28/11/2017 06h10

Grupo propõe medida para diminuir média de 2 feminicídios por mês em MS

Documento entregue na Sejusp propõe ações para ajudar investigações.

Por: Tião Prado
 
 
Entrega do documento à Sejusp reuniu autoridades - Foto: Mariane Chianezi/Correio do EstadoEntrega do documento à Sejusp reuniu autoridades - Foto: Mariane Chianezi/Correio do Estado

Com o objetivo de reforçar ações em combate à violência contra a mulher, um documento elaborado pelo Grupo de Trabalho Interinstitucional (GTI), denominado POP Feminicídio, foi entregue ao secretário de Estado de Justiça e Segurança Pública (Sejusp), José Carlos Barbosa, o Barbosinha.

Em 10 meses, houve registro de 24 mortes no Estado, desta forma, em média, duas mulheres são vítimas de feminicídio por mês em Mato Grosso do Sul. O documento entregue no gabinete da Sejusp propões padronizar o atendimento aos locais e vítimas de feminicídio para garantir que a investigação seja feita de forma mais efetiva.

Para o secretário da Sejusp, José Carlos Barbosa, o documento representa importante significação no combate ao crime de gênero.

"Todas as forças, Polícias Civil, Militar, Bombeiros, todos que trabalham na atuação direta e indireta com a violência contra a mulher, se sintam preparados para identificar aquilo que se trata de feminicídio. Portanto, o procedimento busca traçar normas específicas padronizando as condutas. Além disso, o treinamento e a qualificação que a Subsecretaria de Políticas para Mulheres e a Sejusp estão proporcionado", disse Barbosinha em coletiva de imprensa.

A estatística registrada pela Polícia Civil comparou os crimes ocorridos nos períodos entre os meses de janeiro e outubro de 2016 e nos mesmos meses, neste ano.
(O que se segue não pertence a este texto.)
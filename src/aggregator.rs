//! In-memory program usage aggregation
//!
//! Counts program invocations observed by the pipeline and answers
//! "most used programs" queries with a utility-program denylist applied.
//! Ties on call count break toward the program seen earlier; among
//! programs first seen at the same timestamp, insertion order decides, so
//! rankings are stable across runs over the same input.

use std::collections::{HashMap, HashSet};

/// Per-program usage statistics.
#[derive(Debug, Clone, PartialEq)]
pub struct ProgramUsage {
    pub program_id: String,
    pub total_calls: u64,
    /// Timestamp of the earliest recorded invocation.
    pub first_seen: i64,
    pub last_seen: i64,
    /// Distinct instruction labels, with per-label counts.
    pub instructions: HashMap<String, u64>,
    seq: u64,
}

impl ProgramUsage {
    fn new(program_id: String, timestamp: i64, seq: u64) -> Self {
        Self {
            program_id,
            total_calls: 0,
            first_seen: timestamp,
            last_seen: timestamp,
            instructions: HashMap::new(),
            seq,
        }
    }

    /// Rebuild a usage record from durable counters.
    pub fn restored(
        program_id: String,
        total_calls: u64,
        first_seen: i64,
        last_seen: i64,
        instructions: HashMap<String, u64>,
    ) -> Self {
        Self {
            program_id,
            total_calls,
            first_seen,
            last_seen,
            instructions,
            seq: 0,
        }
    }
}

/// Aggregate counters over everything the pipeline has processed.
#[derive(Debug, Clone, Copy, Default, PartialEq)]
pub struct UsageSnapshot {
    pub programs_tracked: usize,
    pub calls_recorded: u64,
    pub calls_with_instruction: u64,
}

pub struct UsageAggregator {
    programs: HashMap<String, ProgramUsage>,
    denylist: HashSet<String>,
    calls_recorded: u64,
    calls_with_instruction: u64,
    next_seq: u64,
}

impl UsageAggregator {
    /// Aggregator with the built-in utility denylist: plumbing programs
    /// that appear in nearly every transaction and would drown out real
    /// usage rankings.
    pub fn new() -> Self {
        let denylist = [
            "ComputeBudget111111111111111111111111111111",
            "MemoSq4gqABAXKb96qnH8TysNcWxMyWCqXgDLGmfcHr",
            "11111111111111111111111111111111",
            "TokenkegQfeZyiNwAJbNbGKPFXCWuBvf9Ss623VQ5DA",
            "Vote111111111111111111111111111111111111111",
        ]
        .into_iter()
        .map(String::from)
        .collect();

        Self::with_denylist(denylist)
    }

    pub fn with_denylist(denylist: HashSet<String>) -> Self {
        Self {
            programs: HashMap::new(),
            denylist,
            calls_recorded: 0,
            calls_with_instruction: 0,
            next_seq: 0,
        }
    }

    /// Record one invocation. Denylisted programs are still counted; the
    /// denylist only filters ranking output.
    pub fn record(&mut self, program_id: &str, timestamp: i64, instruction: Option<&str>) {
        if !self.programs.contains_key(program_id) {
            let seq = self.next_seq;
            self.next_seq += 1;
            self.programs.insert(
                program_id.to_string(),
                ProgramUsage::new(program_id.to_string(), timestamp, seq),
            );
        }
        let usage = match self.programs.get_mut(program_id) {
            Some(usage) => usage,
            None => return,
        };

        usage.total_calls += 1;
        usage.first_seen = usage.first_seen.min(timestamp);
        usage.last_seen = usage.last_seen.max(timestamp);

        self.calls_recorded += 1;
        if let Some(label) = instruction {
            *usage.instructions.entry(label.to_string()).or_insert(0) += 1;
            self.calls_with_instruction += 1;
        }
    }

    /// Seed the aggregator from counters restored out of durable storage.
    /// Insertion-order tie-breaks follow the order of `usage`.
    pub fn seed(&mut self, usage: Vec<ProgramUsage>) {
        for mut restored in usage {
            restored.seq = self.next_seq;
            self.next_seq += 1;
            self.calls_recorded += restored.total_calls;
            self.calls_with_instruction += restored.instructions.values().sum::<u64>();
            self.programs.insert(restored.program_id.clone(), restored);
        }
    }

    pub fn usage(&self, program_id: &str) -> Option<&ProgramUsage> {
        self.programs.get(program_id)
    }

    /// The `n` most-invoked programs, denylist excluded. Ordered by call
    /// count descending, then earliest `first_seen`, then first-recorded.
    pub fn top_programs(&self, n: usize) -> Vec<ProgramUsage> {
        let mut ranked: Vec<ProgramUsage> = self
            .programs
            .values()
            .filter(|u| !self.denylist.contains(&u.program_id))
            .cloned()
            .collect();

        ranked.sort_by(|a, b| {
            b.total_calls
                .cmp(&a.total_calls)
                .then(a.first_seen.cmp(&b.first_seen))
                .then(a.seq.cmp(&b.seq))
        });
        ranked.truncate(n);
        ranked
    }

    pub fn snapshot(&self) -> UsageSnapshot {
        UsageSnapshot {
            programs_tracked: self.programs.len(),
            calls_recorded: self.calls_recorded,
            calls_with_instruction: self.calls_with_instruction,
        }
    }
}

impl Default for UsageAggregator {
    fn default() -> Self {
        Self::new()
    }
}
Ocorreram 26 casos no ano anterior, contra 24 neste ano, duas mortes a menos.

Para o secretário, a proposta contribuirá para a redução de casos relacionados ao feminicídio e destacou a importância da concientização da população.

"Primeiro eu acredito que o aumento no Estado do empoderamento da Mulher, com a Casa da Mulher Brasileira e delegacias instaladas nas 10 regionais, do esclarecimento a respeito dos direitos e daqui para frente com a política, paletras e trabalhando nas escolas, a gente tem a diminuição desse número [feminicídios] que ainda é muito alto", declarou.
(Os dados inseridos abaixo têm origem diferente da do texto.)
use {
    chainflow::{
        aggregator::UsageAggregator,
        classifier::Classifier,
        config::Config,
        poller::{Poller, PollerOptions},
        retention::{retention_task, RetentionPolicy},
        source::{BlockSource, GraphSource, RpcBlockSource},
        store::EventStore,
    },
    std::{sync::Arc, time::Duration},
    tokio::sync::{watch, Mutex},
};

#[tokio::main]
pub async fn main() -> Result<(), Box<dyn std::error::Error>> {
    dotenv::dotenv().ok();

    let config = Config::from_env()?;

    // Write logs to stderr so piped stdout stays clean
    let mut builder = if config.rust_log.is_some() {
        env_logger::Builder::from_env(env_logger::Env::default().default_filter_or("info"))
    } else {
        env_logger::Builder::from_default_env()
    };
    builder.target(env_logger::Target::Stderr).init();

    log::info!("🚀 Starting chainflow...");
    log::info!("📊 Configuration:");
    log::info!(
        "   RPC_URL: {}",
        config.rpc_url.as_deref().unwrap_or("(disabled)")
    );
    log::info!(
        "   GRAPH_URL: {}",
        config.graph_url.as_deref().unwrap_or("(disabled)")
    );
    log::info!("   DB_PATH: {}", config.db_path);
    log::info!(
        "   poll={}s window={}s retention={}s archive={}",
        config.poll_interval_secs,
        config.window_secs,
        config.retention_secs,
        config.archive_on_retention
    );

    let store = Arc::new(Mutex::new(EventStore::open(&config.db_path)?));
    let classifier = Arc::new(Classifier::new());

    // Seed in-memory usage from the durable counters so rankings survive
    // a restart.
    let aggregator = {
        let mut agg = UsageAggregator::new();
        let store = store.lock().await;
        let restored = store.load_program_usage()?;
        if !restored.is_empty() {
            log::info!("Restored usage for {} programs", restored.len());
            agg.seed(restored);
        }
        Arc::new(Mutex::new(agg))
    };

    let (shutdown_tx, shutdown_rx) = watch::channel(false);
    let options = PollerOptions::from_config(&config);
    let mut tasks = Vec::new();

    if let Some(url) = &config.graph_url {
        let source = Arc::new(GraphSource::new(url.clone())?);
        let start_ts = chrono::Utc::now().timestamp() - config.window_secs;
        let mut poller = Poller::new_window(
            source,
            Arc::clone(&store),
            Arc::clone(&classifier),
            Arc::clone(&aggregator),
            start_ts,
            options.clone(),
        );
        let rx = shutdown_rx.clone();
        tasks.push(tokio::spawn(async move { poller.run(rx).await }));
        log::info!("📡 Windowed poller started from t={}", start_ts);
    }

    if let Some(url) = &config.rpc_url {
        let source = Arc::new(RpcBlockSource::new(url.clone())?);
        let start_slot = source.latest_slot().await?;
        let mut poller = Poller::new_block(
            source,
            Arc::clone(&store),
            Arc::clone(&classifier),
            Arc::clone(&aggregator),
            start_slot,
            options.clone(),
        );
        let rx = shutdown_rx.clone();
        tasks.push(tokio::spawn(async move { poller.run(rx).await }));
        log::info!("📡 Block poller started from slot {}", start_slot);
    }

    let policy = RetentionPolicy {
        max_age_secs: config.retention_secs,
        sweep_interval: Duration::from_secs(config.retention_interval_secs),
        archive: config.archive_on_retention,
    };
    tasks.push(tokio::spawn(retention_task(
        Arc::clone(&store),
        policy,
        shutdown_rx.clone(),
    )));

    tokio::signal::ctrl_c().await?;
    log::info!("Shutdown requested, draining tasks...");
    let _ = shutdown_tx.send(true);

    for task in tasks {
        if let Err(e) = task.await {
            log::warn!("Task ended abnormally: {}", e);
        }
    }

    // Final usage report.
    {
        let aggregator = aggregator.lock().await;
        let snapshot = aggregator.snapshot();
        log::info!(
            "📈 Session totals: {} programs, {} calls ({} with instruction)",
            snapshot.programs_tracked,
            snapshot.calls_recorded,
            snapshot.calls_with_instruction
        );
        for (rank, usage) in aggregator.top_programs(10).iter().enumerate() {
            log::info!(
                "   #{} {} - {} calls (first seen {})",
                rank + 1,
                usage.program_id,
                usage.total_calls,
                usage.first_seen
            );
        }
    }

    log::info!("✅ Shutdown complete");
    Ok(())
}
Só neste ano, conforme levantamento, foram registrados cinco casos de feminicídio em Campo Grande e 19 no interior.

AUTORIDADES

Participaram da solenidade o secretário-adjunto da Sejusp, o delegado Antônio Carlos Videira; subsecretária de Estado de Políticas Públicas Para Mulheres, Luciana Azambuja; delegado-geral da Polícia Civil, Marcelo Vargas; comandante da PMMS, Coronel Waldir Ribeiro Acosta; comandante do CBM/MS, Coronel Esli Ricardo de Lima; diretor da Agência de Administração do Sistema Penitenciário, Aud de Oliveira Chaves e, a coordenadora-geral de Pperícias, Glória Suzuki Setsuko.

Além dos integrantes do Grupo de Trabalho Interinstitucional (GTI) Feminicídio, composto pela Major Sandra, da PMMS; Capitã Karoline, do CBM/MS e o perito médico legista Eduardo.

Também participantes do GTI, mas que não puderam comparecer, são os delegados Márcio Obara, da Delegacia Especializada de Repressão aos Crimes de Homicídios (DEH), e Ariene Murad, da Delegacia Especializada no Atendimento à Mulher (Deam).

VIOLÊNCIA CONTRA MULHER NO ESTADO

Levantamento apresentado em outubro deste ano pelo Conselho Nacional de Justiça (CNJ) aponta que Mato Grosso do Sul, atrás apenas do Mato Grosso, é o segundo estado com o maior número de processos por violência doméstica contra a mulher.

Ao todo, são 21,1 procedimentos instaurados para cada mil mulheres, o que, de acordo com a ministra Cármen Lúcia, mostra os esforços do poder público no combate a este tipo de crime.